▶ [The data]:
════════════════

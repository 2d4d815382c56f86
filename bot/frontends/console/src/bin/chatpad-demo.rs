use chatpad_common::{DriverOptions, Lockstep};
use chatpad_console::ConsoleFrontend;
use chatpad_host::{DummyEmulator, Palette};

// the six game variants the bot runs side by side, each with its own tint
#[rustfmt::skip]
const GAMES: &[(&str, Palette)] = &[
    ("Pokemon Red",    Palette([0xf8e8f8, 0x50a0f8, 0x3050d0, 0x101018])),
    ("Pokemon Green",  Palette([0xf8e8f8, 0x80d0a0, 0x58a048, 0x101018])),
    ("Pokemon Blue",   Palette([0xf8e8f8, 0xd8a090, 0xb87858, 0x101018])),
    ("Pokemon Yellow", Palette([0xf8e8f8, 0x70e0f8, 0x00a0d0, 0x101018])),
    ("Pokemon Gold",   Palette([0xf8f8f8, 0x50b8a0, 0x285858, 0x181818])),
    ("Pokemon Silver", Palette([0xf8e8f8, 0xaaaaaa, 0x777777, 0x181010])),
];

fn main() {
    let matches = ConsoleFrontend::args("chatpad-demo").get_matches();

    let mut driver = Lockstep::new(DriverOptions::default());
    for (title, palette) in GAMES {
        driver.add_instance(*title, DummyEmulator::new(*palette));
    }

    ConsoleFrontend::default().start(matches, driver);
}
mod command;
mod timeline;

pub use crate::command::{RawToken, CommandError, parse_command, COMMAND_SEP};
pub use crate::timeline::{expand_tokens, compile_command, FRAMES_PER_ACTION, MAX_REPEAT};
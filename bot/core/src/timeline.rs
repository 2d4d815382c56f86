use log::debug;

use chatpad_host::{Button, FrameEvent};

use crate::command::{parse_command, CommandError, RawToken};

/// Idle frames inserted after a press and again after a release.
pub const FRAMES_PER_ACTION: usize = 8;

/// Highest repeat count a single token will honour; anything above is
/// clamped down, anything below 1 is clamped up.
pub const MAX_REPEAT: u32 = 10;

/// Expand parsed tokens into a concrete frame-event timeline.
///
/// Each token becomes a press/release pair padded with idle frames.  A
/// counted token's clamped count is doubled, then either repeated as
/// discrete taps (A and B) or stretched into one sustained hold (all
/// other buttons).  Any unknown mnemonic rejects the whole command; a
/// timeline is all-or-nothing.
pub fn expand_tokens(tokens: &[RawToken]) -> Result<Vec<FrameEvent>, CommandError> {
    let mut timeline = Vec::new();
    for token in tokens {
        let button = Button::from_mnemonic(token.mnemonic)
            .ok_or(CommandError::UnknownButton(token.mnemonic))?;

        match token.count {
            None => tap(&mut timeline, button, FRAMES_PER_ACTION),
            Some(count) => {
                // counted repeats deliberately last twice as long per
                // unit as the nominal count
                let count = count.clamp(1, MAX_REPEAT) as usize * 2;
                if button.is_mashable() {
                    for _ in 0..count {
                        tap(&mut timeline, button, FRAMES_PER_ACTION * 2);
                    }
                } else {
                    hold(&mut timeline, button, count);
                }
            },
        }
    }

    debug!("expanded {} tokens into {} frames", tokens.len(), timeline.len());
    Ok(timeline)
}

/// Parse and expand a raw chat message in one step.
pub fn compile_command(raw: &str) -> Result<Vec<FrameEvent>, CommandError> {
    expand_tokens(&parse_command(raw)?)
}

/// press, wait, release, then `trailing` idle frames
fn tap(timeline: &mut Vec<FrameEvent>, button: Button, trailing: usize) {
    timeline.push(FrameEvent::Input(button.press()));
    idle(timeline, FRAMES_PER_ACTION);
    timeline.push(FrameEvent::Input(button.release()));
    idle(timeline, trailing);
}

/// one sustained hold proportional to the count
fn hold(timeline: &mut Vec<FrameEvent>, button: Button, count: usize) {
    timeline.push(FrameEvent::Input(button.press()));
    idle(timeline, FRAMES_PER_ACTION * count);
    timeline.push(FrameEvent::Input(button.release()));
    idle(timeline, FRAMES_PER_ACTION);
}

fn idle(timeline: &mut Vec<FrameEvent>, frames: usize) {
    for _ in 0..frames {
        timeline.push(FrameEvent::Idle);
    }
}

#[cfg(test)]
mod tests {
    use super::*;

    fn events(raw: &str) -> Vec<FrameEvent> {
        compile_command(raw).unwrap()
    }

    #[test]
    fn bare_token_shape() {
        for button in Button::ALL {
            let timeline = events(&format!(",{}", button.mnemonic()));
            assert_eq!(timeline.len(), 2 * FRAMES_PER_ACTION + 2);
            assert_eq!(timeline[0], FrameEvent::Input(button.press()));
            assert!(timeline[1..=FRAMES_PER_ACTION].iter().all(|e| e.is_idle()));
            assert_eq!(
                timeline[FRAMES_PER_ACTION + 1],
                FrameEvent::Input(button.release()),
            );
            assert!(timeline[FRAMES_PER_ACTION + 2..].iter().all(|e| e.is_idle()));
        }
    }

    #[test]
    fn counted_hold_is_one_long_press() {
        // clamp(5) * 2 = 10 -> press, 80 idle, release, 8 idle
        let timeline = events(",u5");
        assert_eq!(timeline.len(), 90);
        assert_eq!(timeline[0], FrameEvent::Input(Button::Up.press()));
        assert!(timeline[1..=80].iter().all(|e| e.is_idle()));
        assert_eq!(timeline[81], FrameEvent::Input(Button::Up.release()));
        assert!(timeline[82..].iter().all(|e| e.is_idle()));
    }

    #[test]
    fn counted_mash_is_repeated_taps() {
        // clamp(3) * 2 = 6 cycles of press, 8 idle, release, 16 idle
        let timeline = events(",a3");
        assert_eq!(timeline.len(), 6 * 26);
        for cycle in timeline.chunks(26) {
            assert_eq!(cycle[0], FrameEvent::Input(Button::A.press()));
            assert!(cycle[1..=8].iter().all(|e| e.is_idle()));
            assert_eq!(cycle[9], FrameEvent::Input(Button::A.release()));
            assert!(cycle[10..].iter().all(|e| e.is_idle()));
        }
    }

    #[test]
    fn counts_clamp_at_both_ends() {
        assert_eq!(events(",u0"), events(",u1"));
        assert_eq!(events(",u99"), events(",u10"));
        assert_eq!(events(",b0"), events(",b1"));
        assert_eq!(events(",b4294967295"), events(",b10"));
    }

    #[test]
    fn unknown_mnemonic_rejects_whole_command() {
        assert_eq!(
            compile_command(",u,z,a"),
            Err(CommandError::UnknownButton('z')),
        );
    }

    #[test]
    fn select_and_start_are_holdable() {
        // select via 's', start via 'p'
        assert_eq!(events(",s2").len(), 2 + FRAMES_PER_ACTION * 4 + FRAMES_PER_ACTION);
        assert_eq!(events(",p2").len(), 2 + FRAMES_PER_ACTION * 4 + FRAMES_PER_ACTION);
        assert_eq!(events(",p")[0], FrameEvent::Input(Button::Start.press()));
    }

    #[test]
    fn expansion_is_stateless() {
        let first = compile_command(",u,r2,a4");
        let second = compile_command(",u,r2,a4");
        assert_eq!(first, second);
    }
}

════════════════

▶ [Task item]:
Repeat all the records without altering a single word.

▶ [Response for this exercise]:
repository 2d4d815382c56f86
filename bot/frontends/console/src/bin/chatpad-demo.rs
use chatpad_common::{DriverOptions, Lockstep};
use chatpad_console::ConsoleFrontend;
use chatpad_host::{DummyEmulator, Palette};

// the six game variants the bot runs side by side, each with its own tint
#[rustfmt::skip]
const GAMES: &[(&str, Palette)] = &[
    ("Pokemon Red",    Palette([0xf8e8f8, 0x50a0f8, 0x3050d0, 0x101018])),
    ("Pokemon Green",  Palette([0xf8e8f8, 0x80d0a0, 0x58a048, 0x101018])),
    ("Pokemon Blue",   Palette([0xf8e8f8, 0xd8a090, 0xb87858, 0x101018])),
    ("Pokemon Yellow", Palette([0xf8e8f8, 0x70e0f8, 0x00a0d0, 0x101018])),
    ("Pokemon Gold",   Palette([0xf8f8f8, 0x50b8a0, 0x285858, 0x181818])),
    ("Pokemon Silver", Palette([0xf8e8f8, 0xaaaaaa, 0x777777, 0x181010])),
];

fn main() {
    let matches = ConsoleFrontend::args("chatpad-demo").get_matches();

    let mut driver = Lockstep::new(DriverOptions::default());
    for (title, palette) in GAMES {
        driver.add_instance(*title, DummyEmulator::new(*palette));
    }

    ConsoleFrontend::default().start(matches, driver);
}
mod command;
mod timeline;

pub use crate::command::{RawToken, CommandError, parse_command, COMMAND_SEP};
pub use crate::timeline::{expand_tokens, compile_command, FRAMES_PER_ACTION, MAX_REPEAT};
filename bot/core/src/timeline.rs
repository 2d4d815382c56f86
use log::debug;

use chatpad_host::{Button, FrameEvent};

use crate::command::{parse_command, CommandError, RawToken};

/// Idle frames inserted after a press and again after a release.
pub const FRAMES_PER_ACTION: usize = 8;

/// Highest repeat count a single token will honour; anything above is
/// clamped down, anything below 1 is clamped up.
pub const MAX_REPEAT: u32 = 10;

/// Expand parsed tokens into a concrete frame-event timeline.
///
/// Each token becomes a press/release pair padded with idle frames.  A
/// counted token's clamped count is doubled, then either repeated as
/// discrete taps (A and B) or stretched into one sustained hold (all
/// other buttons).  Any unknown mnemonic rejects the whole command; a
/// timeline is all-or-nothing.
pub fn expand_tokens(tokens: &[RawToken]) -> Result<Vec<FrameEvent>, CommandError> {
    let mut timeline = Vec::new();
    for token in tokens {
        let button = Button::from_mnemonic(token.mnemonic)
            .ok_or(CommandError::UnknownButton(token.mnemonic))?;

        match token.count {
            None => tap(&mut timeline, button, FRAMES_PER_ACTION),
            Some(count) => {
                // counted repeats deliberately last twice as long per
                // unit as the nominal count
                let count = count.clamp(1, MAX_REPEAT) as usize * 2;
                if button.is_mashable() {
                    for _ in 0..count {
                        tap(&mut timeline, button, FRAMES_PER_ACTION * 2);
                    }
                } else {
                    hold(&mut timeline, button, count);
                }
            },
        }
    }

    debug!("expanded {} tokens into {} frames", tokens.len(), timeline.len());
    Ok(timeline)
}

/// Parse and expand a raw chat message in one step.
pub fn compile_command(raw: &str) -> Result<Vec<FrameEvent>, CommandError> {
    expand_tokens(&parse_command(raw)?)
}

/// press, wait, release, then `trailing` idle frames
fn tap(timeline: &mut Vec<FrameEvent>, button: Button, trailing: usize) {
    timeline.push(FrameEvent::Input(button.press()));
    idle(timeline, FRAMES_PER_ACTION);
    timeline.push(FrameEvent::Input(button.release()));
    idle(timeline, trailing);
}

/// one sustained hold proportional to the count
fn hold(timeline: &mut Vec<FrameEvent>, button: Button, count: usize) {
    timeline.push(FrameEvent::Input(button.press()));
    idle(timeline, FRAMES_PER_ACTION * count);
    timeline.push(FrameEvent::Input(button.release()));
    idle(timeline, FRAMES_PER_ACTION);
}

fn idle(timeline: &mut Vec<FrameEvent>, frames: usize) {
    for _ in 0..frames {
        timeline.push(FrameEvent::Idle);
    }
}

#[cfg(test)]
mod tests {
    use super::*;

    fn events(raw: &str) -> Vec<FrameEvent> {
        compile_command(raw).unwrap()
    }

    #[test]
    fn bare_token_shape() {
        for button in Button::ALL {
            let timeline = events(&format!(",{}", button.mnemonic()));
            assert_eq!(timeline.len(), 2 * FRAMES_PER_ACTION + 2);
            assert_eq!(timeline[0], FrameEvent::Input(button.press()));
            assert!(timeline[1..=FRAMES_PER_ACTION].iter().all(|e| e.is_idle()));
            assert_eq!(
                timeline[FRAMES_PER_ACTION + 1],
                FrameEvent::Input(button.release()),
            );
            assert!(timeline[FRAMES_PER_ACTION + 2..].iter().all(|e| e.is_idle()));
        }
    }

    #[test]
    fn counted_hold_is_one_long_press() {
        // clamp(5) * 2 = 10 -> press, 80 idle, release, 8 idle
        let timeline = events(",u5");
        assert_eq!(timeline.len(), 90);
        assert_eq!(timeline[0], FrameEvent::Input(Button::Up.press()));
        assert!(timeline[1..=80].iter().all(|e| e.is_idle()));
        assert_eq!(timeline[81], FrameEvent::Input(Button::Up.release()));
        assert!(timeline[82..].iter().all(|e| e.is_idle()));
    }

    #[test]
    fn counted_mash_is_repeated_taps() {
        // clamp(3) * 2 = 6 cycles of press, 8 idle, release, 16 idle
        let timeline = events(",a3");
        assert_eq!(timeline.len(), 6 * 26);
        for cycle in timeline.chunks(26) {
            assert_eq!(cycle[0], FrameEvent::Input(Button::A.press()));
            assert!(cycle[1..=8].iter().all(|e| e.is_idle()));
            assert_eq!(cycle[9], FrameEvent::Input(Button::A.release()));
            assert!(cycle[10..].iter().all(|e| e.is_idle()));
        }
    }

    #[test]
    fn counts_clamp_at_both_ends() {
        assert_eq!(events(",u0"), events(",u1"));
        assert_eq!(events(",u99"), events(",u10"));
        assert_eq!(events(",b0"), events(",b1"));
        assert_eq!(events(",b4294967295"), events(",b10"));
    }

    #[test]
    fn unknown_mnemonic_rejects_whole_command() {
        assert_eq!(
            compile_command(",u,z,a"),
            Err(CommandError::UnknownButton('z')),
        );
    }

    #[test]
    fn select_and_start_are_holdable() {
        // select via 's', start via 'p'
        assert_eq!(events(",s2").len(), 2 + FRAMES_PER_ACTION * 4 + FRAMES_PER_ACTION);
        assert_eq!(events(",p2").len(), 2 + FRAMES_PER_ACTION * 4 + FRAMES_PER_ACTION);
        assert_eq!(events(",p")[0], FrameEvent::Input(Button::Start.press()));
    }

    #[test]
    fn expansion_is_stateless() {
        let first = compile_command(",u,r2,a4");
        let second = compile_command(",u,r2,a4");
        assert_eq!(first, second);
    }
}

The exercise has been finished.